### [Action item]
Take every line from the listing below that includes "PathBuf" and copy it.

-- Opening Marker --

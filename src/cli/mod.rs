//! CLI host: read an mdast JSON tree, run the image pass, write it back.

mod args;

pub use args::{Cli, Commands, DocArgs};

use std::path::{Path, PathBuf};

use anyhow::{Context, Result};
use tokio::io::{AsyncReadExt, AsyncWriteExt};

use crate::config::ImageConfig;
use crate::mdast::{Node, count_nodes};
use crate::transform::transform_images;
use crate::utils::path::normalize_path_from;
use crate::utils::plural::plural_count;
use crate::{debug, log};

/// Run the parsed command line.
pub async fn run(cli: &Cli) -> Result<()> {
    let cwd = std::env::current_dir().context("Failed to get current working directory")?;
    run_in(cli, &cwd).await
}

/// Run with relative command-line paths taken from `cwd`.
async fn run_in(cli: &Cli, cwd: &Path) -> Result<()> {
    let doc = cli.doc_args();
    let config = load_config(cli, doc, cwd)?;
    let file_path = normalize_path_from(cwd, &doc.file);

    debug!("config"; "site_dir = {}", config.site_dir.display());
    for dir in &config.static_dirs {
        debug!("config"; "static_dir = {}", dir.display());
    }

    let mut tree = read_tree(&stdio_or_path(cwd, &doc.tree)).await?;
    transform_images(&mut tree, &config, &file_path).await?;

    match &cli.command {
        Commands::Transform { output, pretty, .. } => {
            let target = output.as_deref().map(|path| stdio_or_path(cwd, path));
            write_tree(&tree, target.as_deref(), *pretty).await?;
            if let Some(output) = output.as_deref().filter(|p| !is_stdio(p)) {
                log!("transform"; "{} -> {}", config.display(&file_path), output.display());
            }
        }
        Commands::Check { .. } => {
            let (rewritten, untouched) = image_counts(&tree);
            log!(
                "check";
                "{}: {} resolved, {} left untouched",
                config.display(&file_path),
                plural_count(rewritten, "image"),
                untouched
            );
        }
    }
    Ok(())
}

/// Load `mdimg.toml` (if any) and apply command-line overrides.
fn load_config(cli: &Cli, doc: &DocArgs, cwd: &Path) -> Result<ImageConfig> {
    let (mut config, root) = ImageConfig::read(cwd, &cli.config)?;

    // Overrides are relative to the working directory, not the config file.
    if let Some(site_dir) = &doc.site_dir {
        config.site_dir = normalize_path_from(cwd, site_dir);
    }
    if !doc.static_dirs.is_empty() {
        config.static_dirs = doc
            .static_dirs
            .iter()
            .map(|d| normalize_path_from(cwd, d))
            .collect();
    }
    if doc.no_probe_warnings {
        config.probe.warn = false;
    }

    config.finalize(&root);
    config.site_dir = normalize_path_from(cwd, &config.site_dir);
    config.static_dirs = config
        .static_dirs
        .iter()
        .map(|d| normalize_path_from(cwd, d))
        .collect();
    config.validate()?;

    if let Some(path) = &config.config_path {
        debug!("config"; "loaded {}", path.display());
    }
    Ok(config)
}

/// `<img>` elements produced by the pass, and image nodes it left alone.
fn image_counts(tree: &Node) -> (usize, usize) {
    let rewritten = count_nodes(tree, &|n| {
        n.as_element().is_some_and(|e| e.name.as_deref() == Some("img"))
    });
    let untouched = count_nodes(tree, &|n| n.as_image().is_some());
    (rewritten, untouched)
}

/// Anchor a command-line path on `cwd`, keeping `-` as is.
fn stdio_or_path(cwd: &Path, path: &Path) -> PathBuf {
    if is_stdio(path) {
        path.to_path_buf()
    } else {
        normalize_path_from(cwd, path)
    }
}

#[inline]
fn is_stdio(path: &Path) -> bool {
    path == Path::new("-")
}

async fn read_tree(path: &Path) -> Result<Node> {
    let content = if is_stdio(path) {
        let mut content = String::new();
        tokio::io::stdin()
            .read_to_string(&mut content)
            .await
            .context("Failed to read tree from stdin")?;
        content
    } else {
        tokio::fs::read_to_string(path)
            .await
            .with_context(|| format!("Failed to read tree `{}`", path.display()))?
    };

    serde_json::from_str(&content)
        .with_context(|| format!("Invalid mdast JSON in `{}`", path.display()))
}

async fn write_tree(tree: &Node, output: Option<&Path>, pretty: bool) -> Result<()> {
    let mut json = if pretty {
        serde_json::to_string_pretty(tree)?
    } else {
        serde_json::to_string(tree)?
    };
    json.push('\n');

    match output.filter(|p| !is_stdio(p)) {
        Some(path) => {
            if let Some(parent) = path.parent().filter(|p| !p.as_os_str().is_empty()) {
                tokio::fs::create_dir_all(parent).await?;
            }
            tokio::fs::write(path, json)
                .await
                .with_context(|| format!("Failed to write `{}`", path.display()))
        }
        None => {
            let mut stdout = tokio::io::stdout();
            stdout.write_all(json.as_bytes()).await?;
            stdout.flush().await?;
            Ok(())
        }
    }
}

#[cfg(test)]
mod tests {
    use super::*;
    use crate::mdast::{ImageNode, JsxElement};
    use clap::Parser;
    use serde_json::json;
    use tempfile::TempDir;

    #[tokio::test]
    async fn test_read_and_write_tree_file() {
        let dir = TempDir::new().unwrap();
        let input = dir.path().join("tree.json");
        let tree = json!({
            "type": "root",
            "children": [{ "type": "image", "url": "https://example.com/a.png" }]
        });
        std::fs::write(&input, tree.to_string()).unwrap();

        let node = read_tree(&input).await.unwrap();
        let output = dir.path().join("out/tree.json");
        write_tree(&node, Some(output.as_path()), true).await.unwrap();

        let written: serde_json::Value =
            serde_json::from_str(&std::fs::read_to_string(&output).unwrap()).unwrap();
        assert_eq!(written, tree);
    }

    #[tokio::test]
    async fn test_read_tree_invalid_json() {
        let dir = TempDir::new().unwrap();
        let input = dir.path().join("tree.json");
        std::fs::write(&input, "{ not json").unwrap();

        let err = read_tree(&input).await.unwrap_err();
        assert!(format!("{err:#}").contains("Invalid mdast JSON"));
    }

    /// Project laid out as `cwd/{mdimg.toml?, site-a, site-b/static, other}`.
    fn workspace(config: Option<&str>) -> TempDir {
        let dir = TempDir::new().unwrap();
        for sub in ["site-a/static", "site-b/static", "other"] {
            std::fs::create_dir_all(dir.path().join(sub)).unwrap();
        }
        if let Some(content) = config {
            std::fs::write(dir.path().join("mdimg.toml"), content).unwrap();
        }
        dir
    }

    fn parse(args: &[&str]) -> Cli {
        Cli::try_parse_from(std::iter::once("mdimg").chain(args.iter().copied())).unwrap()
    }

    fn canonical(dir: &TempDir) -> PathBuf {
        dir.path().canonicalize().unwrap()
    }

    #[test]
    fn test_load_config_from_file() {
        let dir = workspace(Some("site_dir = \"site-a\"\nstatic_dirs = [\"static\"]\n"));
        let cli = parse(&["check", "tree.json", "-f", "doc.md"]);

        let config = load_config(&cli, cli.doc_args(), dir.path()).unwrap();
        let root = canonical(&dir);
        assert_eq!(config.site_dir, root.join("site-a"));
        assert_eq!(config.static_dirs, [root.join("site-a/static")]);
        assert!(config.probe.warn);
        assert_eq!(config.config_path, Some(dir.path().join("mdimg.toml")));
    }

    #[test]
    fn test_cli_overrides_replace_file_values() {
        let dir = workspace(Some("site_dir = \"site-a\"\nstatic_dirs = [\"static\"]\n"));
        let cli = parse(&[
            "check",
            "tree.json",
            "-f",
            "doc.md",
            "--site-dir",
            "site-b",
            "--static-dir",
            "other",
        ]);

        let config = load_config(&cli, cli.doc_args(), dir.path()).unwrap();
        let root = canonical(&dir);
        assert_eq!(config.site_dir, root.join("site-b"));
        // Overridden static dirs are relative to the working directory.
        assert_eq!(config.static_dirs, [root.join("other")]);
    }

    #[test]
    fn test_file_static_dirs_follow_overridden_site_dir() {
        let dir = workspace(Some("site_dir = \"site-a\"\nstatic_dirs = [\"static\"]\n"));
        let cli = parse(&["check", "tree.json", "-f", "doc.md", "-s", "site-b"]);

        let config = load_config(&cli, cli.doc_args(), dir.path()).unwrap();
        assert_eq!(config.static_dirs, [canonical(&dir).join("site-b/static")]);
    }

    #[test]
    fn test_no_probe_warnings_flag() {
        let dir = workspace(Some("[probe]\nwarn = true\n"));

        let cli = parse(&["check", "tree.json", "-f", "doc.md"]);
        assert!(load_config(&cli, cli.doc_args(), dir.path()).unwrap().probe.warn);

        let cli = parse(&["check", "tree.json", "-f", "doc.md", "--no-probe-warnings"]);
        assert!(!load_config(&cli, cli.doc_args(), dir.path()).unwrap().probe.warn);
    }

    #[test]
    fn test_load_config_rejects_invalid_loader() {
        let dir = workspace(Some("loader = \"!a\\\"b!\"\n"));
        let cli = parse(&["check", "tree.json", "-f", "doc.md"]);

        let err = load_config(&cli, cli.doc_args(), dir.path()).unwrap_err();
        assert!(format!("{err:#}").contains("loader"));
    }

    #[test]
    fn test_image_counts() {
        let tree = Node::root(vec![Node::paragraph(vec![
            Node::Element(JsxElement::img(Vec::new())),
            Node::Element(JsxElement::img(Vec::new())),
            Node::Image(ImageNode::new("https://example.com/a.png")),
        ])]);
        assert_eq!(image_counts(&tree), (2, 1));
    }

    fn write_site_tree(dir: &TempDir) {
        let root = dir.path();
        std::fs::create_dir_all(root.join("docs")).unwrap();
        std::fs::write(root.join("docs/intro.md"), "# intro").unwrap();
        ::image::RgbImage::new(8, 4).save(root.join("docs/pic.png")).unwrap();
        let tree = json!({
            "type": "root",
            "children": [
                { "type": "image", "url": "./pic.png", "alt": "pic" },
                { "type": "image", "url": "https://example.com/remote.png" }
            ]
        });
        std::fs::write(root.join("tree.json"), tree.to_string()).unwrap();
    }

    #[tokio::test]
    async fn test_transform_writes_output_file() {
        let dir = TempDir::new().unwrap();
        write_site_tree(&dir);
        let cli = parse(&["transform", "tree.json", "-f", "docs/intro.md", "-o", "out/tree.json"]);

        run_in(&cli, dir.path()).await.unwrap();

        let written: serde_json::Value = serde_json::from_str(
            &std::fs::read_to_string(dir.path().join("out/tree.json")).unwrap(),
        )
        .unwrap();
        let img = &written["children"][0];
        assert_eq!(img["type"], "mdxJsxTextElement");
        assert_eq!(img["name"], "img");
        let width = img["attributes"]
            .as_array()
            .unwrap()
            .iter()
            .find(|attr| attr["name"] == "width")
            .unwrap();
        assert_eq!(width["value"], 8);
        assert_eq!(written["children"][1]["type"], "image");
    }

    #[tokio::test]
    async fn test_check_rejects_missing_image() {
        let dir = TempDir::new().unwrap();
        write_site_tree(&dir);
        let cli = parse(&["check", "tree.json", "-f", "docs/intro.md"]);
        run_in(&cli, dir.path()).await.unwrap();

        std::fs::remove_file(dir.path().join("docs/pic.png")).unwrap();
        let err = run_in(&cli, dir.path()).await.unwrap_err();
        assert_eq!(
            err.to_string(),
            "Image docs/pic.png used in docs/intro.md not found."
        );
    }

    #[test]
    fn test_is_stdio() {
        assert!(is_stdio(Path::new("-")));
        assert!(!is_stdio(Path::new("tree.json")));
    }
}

-- Closing Marker --

### [Expected answer]
use std::path::{Path, PathBuf};
fn stdio_or_path(cwd: &Path, path: &Path) -> PathBuf {
    fn canonical(dir: &TempDir) -> PathBuf {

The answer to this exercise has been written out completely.